C'est comme si l'artiste avait pris ciseaux et couteau, ressorti des magazines de société depuis les années soixante… en avait tiré des images et portraits fétiches, pour les retravailler en mode collage.
Cela donne des œuvres carrées, regards critique sur notre monde, jusque dans des détails qu'il faut presque trouver à loupe !
C'est d'ailleurs là tout l'intérêt de cette récente série, qui n'a pas fini d'étonner.
Même Martin Luther King y semble composé de poudres de toutes les couleurs, jetées aux vents… mais aussi de petits éclats du regard de l'auteur, parsemés dans les fonds sans fin d'une création composite qui n'en est qu'un exemple…
Et comme une période ne se termine vraiment que marquée par un événement de clôture…

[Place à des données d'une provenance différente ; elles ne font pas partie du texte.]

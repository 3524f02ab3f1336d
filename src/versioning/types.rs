//! Document and Version domain types
//!
//! A Version is a logically immutable record of a document's content at
//! a point in history:
//! - Has a complete encrypted payload in the blob store
//! - Has a strictly increasing, gap-free version number per document
//! - Once created, never changes
//!
//! Updates and restores create new versions only. Exactly one version
//! per live document carries `is_current = true`.

use chrono::{DateTime, Utc};
use serde::{Deserialize, Serialize};
use uuid::Uuid;

/// A case-owned legal document.
///
/// The document row holds identity and the current-version pointer.
/// Content lives in versions; the row is mutated only through the
/// version store's atomic commit path.
#[derive(Debug, Clone, PartialEq, Eq, Serialize, Deserialize)]
pub struct Document {
    /// Unique document ID.
    pub id: Uuid,
    /// The case this document belongs to.
    pub case_id: Uuid,
    /// Human-readable title.
    pub title: String,
    /// The single authoritative version for reads.
    pub current_version_id: Uuid,
    /// Soft-delete flag. Versions are retained after deletion.
    pub is_deleted: bool,
    /// Registration timestamp.
    pub created_at: DateTime<Utc>,
    /// Registering user.
    pub created_by: Uuid,
}

/// Encryption metadata returned by the encryption collaborator and
/// stored alongside each version.
///
/// All fields are base64-encoded opaque values. The versioning core
/// never inspects them beyond checking they are populated.
#[derive(Debug, Clone, PartialEq, Eq, Serialize, Deserialize)]
pub struct EncryptionMetadata {
    /// Identifier of the key that encrypted the payload.
    pub key_id: String,
    /// Initialization vector.
    pub iv: String,
    /// Authentication tag over the ciphertext.
    pub auth_tag: String,
}

impl EncryptionMetadata {
    /// Returns true if every field is populated.
    pub fn is_complete(&self) -> bool {
        !self.key_id.is_empty() && !self.iv.is_empty() && !self.auth_tag.is_empty()
    }
}

/// A single immutable document version.
#[derive(Debug, Clone, PartialEq, Eq, Serialize, Deserialize)]
pub struct Version {
    /// Unique version ID.
    pub id: Uuid,
    /// The document this version belongs to.
    pub document_id: Uuid,
    /// Positive, strictly increasing per document, no gaps.
    pub version_number: u64,
    /// Plaintext content size in bytes.
    pub size: u64,
    /// SHA-256 hex digest of the plaintext content.
    pub checksum: String,
    /// Opaque handle into the encrypted blob store.
    pub storage_path: String,
    /// Encryption metadata for the stored payload.
    pub encryption: EncryptionMetadata,
    /// Creation timestamp.
    pub created_at: DateTime<Utc>,
    /// Creating user.
    pub created_by: Uuid,
    /// Optional author-supplied description of the change.
    pub change_description: Option<String>,
    /// True for exactly one version per live document.
    pub is_current: bool,
}

/// Caller context for version-creating operations.
#[derive(Debug, Clone)]
pub struct VersionContext {
    /// The acting user.
    pub user_id: Uuid,
    /// Optional description recorded on the new version.
    pub change_description: Option<String>,
}

impl VersionContext {
    /// Context with no change description.
    pub fn new(user_id: Uuid) -> Self {
        Self {
            user_id,
            change_description: None,
        }
    }

    /// Attach a change description.
    pub fn with_description(mut self, description: impl Into<String>) -> Self {
        self.change_description = Some(description.into());
        self
    }
}

/// Sort order for history queries.
#[derive(Debug, Clone, Copy, PartialEq, Eq, Default)]
pub enum SortOrder {
    /// Oldest first.
    Ascending,
    /// Most recent first. The default for history listings.
    #[default]
    Descending,
}

/// Parameters for a version-history query.
#[derive(Debug, Clone)]
pub struct HistoryQuery {
    /// The requesting user.
    pub user_id: Uuid,
    /// Sort order, most recent first by default.
    pub sort_order: SortOrder,
    /// Page size. `None` uses the configured default page size.
    pub limit: Option<usize>,
    /// Number of versions to skip.
    pub offset: usize,
}

impl HistoryQuery {
    /// Default query: most recent first, first page.
    pub fn new(user_id: Uuid) -> Self {
        Self {
            user_id,
            sort_order: SortOrder::default(),
            limit: None,
            offset: 0,
        }
    }
}

/// One page of version history.
#[derive(Debug, Clone)]
pub struct VersionHistory {
    /// Versions in the requested order.
    pub versions: Vec<Version>,
    /// True if more versions exist beyond this page.
    pub has_more: bool,
}
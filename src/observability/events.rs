//! Observable lifecycle events
//!
//! Every state-changing operation in the vault emits exactly one typed
//! event. Events are explicit: no free-form event strings in the
//! services.

use super::logger::Severity;

/// Observable events in the vault.
#[derive(Debug, Clone, Copy, PartialEq, Eq)]
pub enum Event {
    // Documents & versions
    /// A document was registered with its initial version.
    DocumentRegistered,
    /// A document was soft-deleted.
    DocumentDeleted,
    /// A new version became current.
    VersionCreated,
    /// A create was rejected because content was unchanged.
    VersionUnchanged,

    // Restore
    /// Restoration started.
    RestoreStart,
    /// Restoration completed; a new current version exists.
    RestoreComplete,
    /// Restoration failed; history is unchanged.
    RestoreFailed,

    // Integrity
    /// An integrity check found a violation.
    IntegrityViolation,

    // Workflow
    /// A workflow was created in Draft.
    WorkflowCreated,
    /// A workflow transitioned Draft → Active.
    WorkflowStarted,
    /// A step was approved.
    WorkflowStepCompleted,
    /// A step was rejected; workflow parked OnHold.
    WorkflowStepRejected,
    /// The final step was approved; workflow terminal.
    WorkflowCompleted,

    // Collaborator failures (never fatal)
    /// An audit append failed; the primary operation proceeded.
    AuditAppendFailed,
    /// A notification delivery failed; the primary operation proceeded.
    NotifyFailed,
}

impl Event {
    /// Returns the event name string.
    pub fn as_str(&self) -> &'static str {
        match self {
            Event::DocumentRegistered => "DOCUMENT_REGISTERED",
            Event::DocumentDeleted => "DOCUMENT_DELETED",
            Event::VersionCreated => "VERSION_CREATED",
            Event::VersionUnchanged => "VERSION_UNCHANGED",
            Event::RestoreStart => "RESTORE_START",
            Event::RestoreComplete => "RESTORE_COMPLETE",
            Event::RestoreFailed => "RESTORE_FAILED",
            Event::IntegrityViolation => "INTEGRITY_VIOLATION",
            Event::WorkflowCreated => "WORKFLOW_CREATED",
            Event::WorkflowStarted => "WORKFLOW_STARTED",
            Event::WorkflowStepCompleted => "WORKFLOW_STEP_COMPLETED",
            Event::WorkflowStepRejected => "WORKFLOW_STEP_REJECTED",
            Event::WorkflowCompleted => "WORKFLOW_COMPLETED",
            Event::AuditAppendFailed => "AUDIT_APPEND_FAILED",
            Event::NotifyFailed => "NOTIFY_FAILED",
        }
    }

    /// The severity this event logs at.
    pub fn severity(&self) -> Severity {
        match self {
            Event::AuditAppendFailed | Event::NotifyFailed => Severity::Warn,
            Event::IntegrityViolation | Event::RestoreFailed => Severity::Error,
            _ => Severity::Info,
        }
    }
}

impl std::fmt::Display for Event {
    fn fmt(&self, f: &mut std::fmt::Formatter<'_>) -> std::fmt::Result {
        write!(f, "{}", self.as_str())
    }
}
//! In-memory blob store for tests

use std::collections::HashMap;
use std::sync::RwLock;

use uuid::Uuid;

use super::{BlobError, BlobResult, BlobStore};

/// In-memory implementation of [`BlobStore`].
#[derive(Debug, Default)]
pub struct InMemoryBlobStore {
    blobs: RwLock<HashMap<String, Vec<u8>>>,
}

impl InMemoryBlobStore {
    /// Create an empty store.
    pub fn new() -> Self {
        Self::default()
    }

    /// Corrupt a stored blob in place. Test hook for integrity checks.
    #[doc(hidden)]
    pub fn corrupt(&self, handle: &str) -> BlobResult<()> {
        let mut blobs = self
            .blobs
            .write()
            .map_err(|_| BlobError::Io("blob lock poisoned".to_string()))?;
        let data = blobs
            .get_mut(handle)
            .ok_or_else(|| BlobError::NotFound(handle.to_string()))?;
        if data.is_empty() {
            data.push(0xFF);
        } else {
            data[0] ^= 0xFF;
        }
        Ok(())
    }
}

impl BlobStore for InMemoryBlobStore {
    fn put(&self, data: &[u8]) -> BlobResult<String> {
        let handle = Uuid::new_v4().to_string();
        self.blobs
            .write()
            .map_err(|_| BlobError::Io("blob lock poisoned".to_string()))?
            .insert(handle.clone(), data.to_vec());
        Ok(handle)
    }

    fn get(&self, handle: &str) -> BlobResult<Vec<u8>> {
        self.blobs
            .read()
            .map_err(|_| BlobError::Io("blob lock poisoned".to_string()))?
            .get(handle)
            .cloned()
            .ok_or_else(|| BlobError::NotFound(handle.to_string()))
    }

    fn contains(&self, handle: &str) -> bool {
        self.blobs
            .read()
            .map(|blobs| blobs.contains_key(handle))
            .unwrap_or(false)
    }
}

#[cfg(test)]
mod tests {
    use super::*;

    #[test]
    fn test_put_get_round_trip() {
        let store = InMemoryBlobStore::new();
        let handle = store.put(b"ciphertext bytes").unwrap();

        assert!(store.contains(&handle));
        assert_eq!(store.get(&handle).unwrap(), b"ciphertext bytes");
    }

    #[test]
    fn test_missing_handle() {
        let store = InMemoryBlobStore::new();
        assert!(!store.contains("nope"));
        assert!(matches!(store.get("nope"), Err(BlobError::NotFound(_))));
    }

    #[test]
    fn test_handles_are_unique() {
        let store = InMemoryBlobStore::new();
        let a = store.put(b"same").unwrap();
        let b = store.put(b"same").unwrap();
        assert_ne!(a, b);
    }
}
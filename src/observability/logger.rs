//! Structured JSON logger
//!
//! - One log line = one event
//! - Deterministic key ordering (event, severity, then fields sorted
//!   alphabetically)
//! - Synchronous, no buffering

use std::fmt;
use std::io::{self, Write};

/// Log severity levels.
#[derive(Debug, Clone, Copy, PartialEq, Eq, PartialOrd, Ord)]
pub enum Severity {
    /// Debug-level detail.
    Trace = 0,
    /// Normal operations.
    Info = 1,
    /// Recoverable issues (audit append failure, notify failure).
    Warn = 2,
    /// Operation failures.
    Error = 3,
}

impl Severity {
    /// Returns the string representation.
    pub fn as_str(&self) -> &'static str {
        match self {
            Severity::Trace => "TRACE",
            Severity::Info => "INFO",
            Severity::Warn => "WARN",
            Severity::Error => "ERROR",
        }
    }
}

impl fmt::Display for Severity {
    fn fmt(&self, f: &mut fmt::Formatter<'_>) -> fmt::Result {
        write!(f, "{}", self.as_str())
    }
}

/// Structured logger writing one JSON object per line to stdout.
pub struct Logger;

impl Logger {
    /// Log at INFO.
    pub fn info(event: &str, fields: &[(&str, &str)]) {
        Self::log(Severity::Info, event, fields);
    }

    /// Log at WARN.
    pub fn warn(event: &str, fields: &[(&str, &str)]) {
        Self::log(Severity::Warn, event, fields);
    }

    /// Log at ERROR.
    pub fn error(event: &str, fields: &[(&str, &str)]) {
        Self::log(Severity::Error, event, fields);
    }

    /// Log an event with the given severity and fields.
    pub fn log(severity: Severity, event: &str, fields: &[(&str, &str)]) {
        Self::log_to_writer(severity, event, fields, &mut io::stdout());
    }

    fn log_to_writer<W: Write>(
        severity: Severity,
        event: &str,
        fields: &[(&str, &str)],
        writer: &mut W,
    ) {
        let mut output = String::with_capacity(256);

        output.push('{');
        output.push_str("\"event\":\"");
        Self::escape_json_string(&mut output, event);
        output.push('"');

        output.push_str(",\"severity\":\"");
        output.push_str(severity.as_str());
        output.push('"');

        let mut sorted_fields: Vec<_> = fields.iter().collect();
        sorted_fields.sort_by_key(|(k, _)| *k);

        for (key, value) in sorted_fields {
            output.push_str(",\"");
            Self::escape_json_string(&mut output, key);
            output.push_str("\":\"");
            Self::escape_json_string(&mut output, value);
            output.push('"');
        }

        output.push('}');
        output.push('\n');

        // One write_all call so concurrent loggers never interleave
        let _ = writer.write_all(output.as_bytes());
        let _ = writer.flush();
    }

    fn escape_json_string(output: &mut String, s: &str) {
        for c in s.chars() {
            match c {
                '"' => output.push_str("\\\""),
                '\\' => output.push_str("\\\\"),
                '\n' => output.push_str("\\n"),
                '\r' => output.push_str("\\r"),
                '\t' => output.push_str("\\t"),
                c if c.is_control() => {
                    output.push_str(&format!("\\u{:04x}", c as u32));
                }
                c => output.push(c),
            }
        }
    }
}
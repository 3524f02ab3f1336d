//! Local filesystem blob store
//!
//! One file per blob under the root directory, framed as a 4-byte
//! big-endian CRC32 followed by the payload. Every read validates the
//! checksum; any mismatch is an explicit failure, never silently
//! ignored.

use std::fs;
use std::path::PathBuf;

use uuid::Uuid;

use super::{BlobError, BlobResult, BlobStore};

const CRC_LEN: usize = 4;

/// Filesystem implementation of [`BlobStore`].
#[derive(Debug)]
pub struct LocalBlobStore {
    root: PathBuf,
}

impl LocalBlobStore {
    /// Create a store rooted at the given directory.
    pub fn new(root: PathBuf) -> Self {
        Self { root }
    }

    fn blob_path(&self, handle: &str) -> PathBuf {
        self.root.join(handle)
    }
}

impl BlobStore for LocalBlobStore {
    fn put(&self, data: &[u8]) -> BlobResult<String> {
        fs::create_dir_all(&self.root).map_err(|e| BlobError::Io(e.to_string()))?;

        let handle = Uuid::new_v4().to_string();
        let crc = crc32fast::hash(data);

        let mut framed = Vec::with_capacity(CRC_LEN + data.len());
        framed.extend_from_slice(&crc.to_be_bytes());
        framed.extend_from_slice(data);

        fs::write(self.blob_path(&handle), framed).map_err(|e| BlobError::Io(e.to_string()))?;
        Ok(handle)
    }

    fn get(&self, handle: &str) -> BlobResult<Vec<u8>> {
        let framed = fs::read(self.blob_path(handle)).map_err(|e| {
            if e.kind() == std::io::ErrorKind::NotFound {
                BlobError::NotFound(handle.to_string())
            } else {
                BlobError::Io(e.to_string())
            }
        })?;

        if framed.len() < CRC_LEN {
            return Err(BlobError::ChecksumMismatch(handle.to_string()));
        }

        let (header, data) = framed.split_at(CRC_LEN);
        let stored = u32::from_be_bytes([header[0], header[1], header[2], header[3]]);
        if crc32fast::hash(data) != stored {
            return Err(BlobError::ChecksumMismatch(handle.to_string()));
        }

        Ok(data.to_vec())
    }

    fn contains(&self, handle: &str) -> bool {
        self.blob_path(handle).is_file()
    }
}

Le livre de cette période de onze années passées à Saint Barthélemy se fermera sur la parution prochaine d'un ouvrage, d'un Art Book reprenant une centaine des œuvres marquantes de cette période.
On y retrouvera des exemples de chaque série artistique ici décrites, mais un regard particulier y sera consacré aux Paréidolies.
PERSPECTIVES
À certains moments, la vie rejoint l'œuvre… des lignes se croisent, des morceaux d'existence, des réalités concrètes, des envies nouvelles, la santé aussi… et elles srejoignent parfois finalement, pour constituer une nouvelle perspective, un regard neuf sur l'avenir, un tournant de vie.
Pour Christian Lange, après les années enrichissantes à Saint-Barthélemy, il est temps de penser au retour en métropole.
D'abord pour pouvoir déployer plus largement ses ailes artistiques, mais également à cause de problèmes de santé.
Rien de vital, mais une nécessité de soins plus complexes que ce qu'on peut trouver dans les îles.
Il est important d'être en pleine santé pour pouvoir continuer d'évoluer, de voyager, de poursuivre sa quête !
Artistiquement, l'Hexagone permet d'autres envols, par sa réputation, son rayonnement, son ouverture au monde…
C'est aussi la meilleure des bases pour de nouvelles aventures, comme cette galerie New-Yorkaise qui s'intéresse de près au travail de l'artiste et désire l'exposer.
D'autres projets américains l'attendent aussi au-delà de ce départ planifié en 2016.
Mais le bilan des années Saint-Barthélemy est aussi fait de voyages, de découvertes et d'explorations.
New-York et la désormais fameuse série OrangYork, marquée par des tons oranges de feu… Mais aussi des shooting.
Au cœur de Big Apple ce fut pour des artistes et un DJ, tandis qu'à Los Angeles des prises ont été réalisées pour un Hôtel prestigieux… Miami, Key West, San Francisco, Las Vegas ou encore Vancouver…
Furent autant d'étapes humaines et artistiques franchies avec bonheur.
SOURCES D'INSPIRATION
Curieusement, les sources d'inspiration de Christian Lange ne se retrouvent pas dans la photographie, mais dans la peinture et la sculpture.
Ce sont des surréalistes belges tels que René Magritte, Paul Devaux et Jean-Michel Folon qui le séduisent et aiguisent son imaginaire. Ou encore Salvador Dalí et Joan Miró.
Et bien sûr, parce que lui aussi use et abuse de la déformation, le sculpteur César Baldaccini.
« J'apprécie ces artistes, explique le photographe, pour les formes issues de l'imaginaire, pour la déformation des éléments illustrés mais surtout, en fait, pour leur usage des couleurs ».
Ces couleurs qui façonnent, à leur manière, la vie des artistes.